Relative to other markets, the need to access a wide range of less liquid securities, and in large blocks, is a good window into why trust and relationships still matter in the corporate bond market.

“If you’re moving a large size block of a reasonably small or even medium size issue, you don’t necessarily want the world to know that you’re trying to buy 5 percent of the outstanding issue,” says Bruner. “That’s a very typical thing to do in our marketplace if you’re a large institutional client. Participants want to get the balance right of how broadly they communicate what they’re trying to do. If you go too broadly, then everyone knows about it, and that can influence the ability to accomplish your goals.”

Optimizing the workflow

Integrating process innovation pre- and post-trade, Tradeweb has layered significantly more operational efficiency on top of its unique network. Traders can still leverage their relationships over the phone to trade, but also supercharge the processing of that trade by entering it on to Tradeweb.

The key differentiator on Tradeweb came with the introduction of automated price spotting, however, which seamlessly connects to Tradeweb’s leading U.S. Treasury marketplace. This can dramatically reduce the time necessary to spot trades, while also reducing the risks of human error. By enhancing traders’ existing workflow, Tradeweb’s electronic voice processing volume grew to $195 billion in 2017, more than doubling from $81 billion in 2016.

Tradeweb has also taken a step further in offering post-trade benefits of processing these trades electronically by enabling multi-dealer netting of all offsetting Treasury hedges in the spotting process.
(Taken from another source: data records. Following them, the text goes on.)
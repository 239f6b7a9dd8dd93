//! Ledger error types.

use crate::types::{AssetId, ParticipantId};
use std::fmt;

/// Errors that can occur within the [`crate::ledger::Ledger`].
#[derive(Debug, Clone, PartialEq, Eq)]
#[non_exhaustive]
pub enum LedgerError {
    /// The operation requires more available balance than the row holds.
    InsufficientAvailable {
        /// The participant whose row was checked.
        participant: ParticipantId,
        /// The asset.
        asset: AssetId,
        /// Quantity requested.
        requested: u128,
        /// Quantity actually available.
        available: u128,
    },

    /// The operation requires more locked balance than the row holds.
    InsufficientLocked {
        /// The participant whose row was checked.
        participant: ParticipantId,
        /// The asset.
        asset: AssetId,
        /// Quantity requested.
        requested: u128,
        /// Quantity actually locked.
        locked: u128,
    },

    /// The quantity argument was zero; all ledger operations move a
    /// strictly positive quantity.
    ZeroQuantity,

    /// A credit would overflow the balance field.
    BalanceOverflow {
        /// The participant whose row would overflow.
        participant: ParticipantId,
        /// The asset.
        asset: AssetId,
    },

    /// A row mutex was poisoned by a panicking thread.
    Poisoned,
}

impl fmt::Display for LedgerError {
    fn fmt(&self, f: &mut fmt::Formatter<'_>) -> fmt::Result {
        match self {
            LedgerError::InsufficientAvailable {
                participant,
                asset,
                requested,
                available,
            } => write!(
                f,
                "insufficient available balance: {participant}/{asset} has {available}, needs {requested}"
            ),
            LedgerError::InsufficientLocked {
                participant,
                asset,
                requested,
                locked,
            } => write!(
                f,
                "insufficient locked balance: {participant}/{asset} has {locked}, needs {requested}"
            ),
            LedgerError::ZeroQuantity => write!(f, "ledger operations require a positive quantity"),
            LedgerError::BalanceOverflow { participant, asset } => {
                write!(f, "balance overflow on {participant}/{asset}")
            }
            LedgerError::Poisoned => write!(f, "ledger row mutex poisoned"),
        }
    }
}

impl std::error::Error for LedgerError {}
//! Executed trade records.

use super::ids::{OrderId, ParticipantId, Symbol};
use super::order::Side;
use serde::{Deserialize, Serialize};
use uuid::Uuid;

/// An executed trade. Immutable once created.
///
/// The price is always the resting (maker) order's price; an aggressive
/// taker receives price improvement rather than paying through its limit.
#[derive(Debug, Clone, PartialEq, Eq, Serialize, Deserialize)]
pub struct Trade {
    /// Unique trade id.
    pub id: Uuid,
    /// Trading symbol.
    pub symbol: Symbol,
    /// Per-symbol sequence number at execution.
    pub sequence: u64,
    /// The incoming (aggressor) order.
    pub taker_order: OrderId,
    /// The resting order consumed.
    pub maker_order: OrderId,
    /// Participant behind the taker order.
    pub taker: ParticipantId,
    /// Participant behind the maker order.
    pub maker: ParticipantId,
    /// Side of the taker order.
    pub taker_side: Side,
    /// Execution price in quote raw units (the maker's resting price).
    pub price: u128,
    /// Executed quantity in base raw units.
    pub quantity: u128,
    /// Quote notional moved by settlement for this trade.
    pub notional: u128,
    /// Execution timestamp in milliseconds.
    pub timestamp: u64,
}

impl Trade {
    /// The participant that bought the base asset.
    pub fn buyer(&self) -> &ParticipantId {
        match self.taker_side {
            Side::Buy => &self.taker,
            Side::Sell => &self.maker,
        }
    }

    /// The participant that sold the base asset.
    pub fn seller(&self) -> &ParticipantId {
        match self.taker_side {
            Side::Buy => &self.maker,
            Side::Sell => &self.taker,
        }
    }
}

#[cfg(test)]
mod tests {
    use super::*;

    fn make_trade(taker_side: Side) -> Trade {
        Trade {
            id: Uuid::nil(),
            symbol: Symbol::from("DEC/USD"),
            sequence: 1,
            taker_order: OrderId(2),
            maker_order: OrderId(1),
            taker: ParticipantId::from("taker"),
            maker: ParticipantId::from("maker"),
            taker_side,
            price: 10_000,
            quantity: 500_000_000,
            notional: 50_000,
            timestamp: 0,
        }
    }

    #[test]
    fn test_buyer_seller_for_taker_buy() {
        let t = make_trade(Side::Buy);
        assert_eq!(t.buyer().as_str(), "taker");
        assert_eq!(t.seller().as_str(), "maker");
    }

    #[test]
    fn test_buyer_seller_for_taker_sell() {
        let t = make_trade(Side::Sell);
        assert_eq!(t.buyer().as_str(), "maker");
        assert_eq!(t.seller().as_str(), "taker");
    }
}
This means that investors can save bid offer on all those spots by consolidating their voice and electronic trades to price and execute baskets of exposure in a list for larger parts of the entirety of their funds, calculate the net hedge, and offset interest rate risk in as little as one trade.

After just six months, almost 10 percent of voice-processed volumes on Tradeweb are now being executed with Multi-dealer Net Spotting. For a client executing $100 billion of risk, this could easily mean savings upwards of $3.7 million if only 20 percent of that flow is netted, according to Bruner.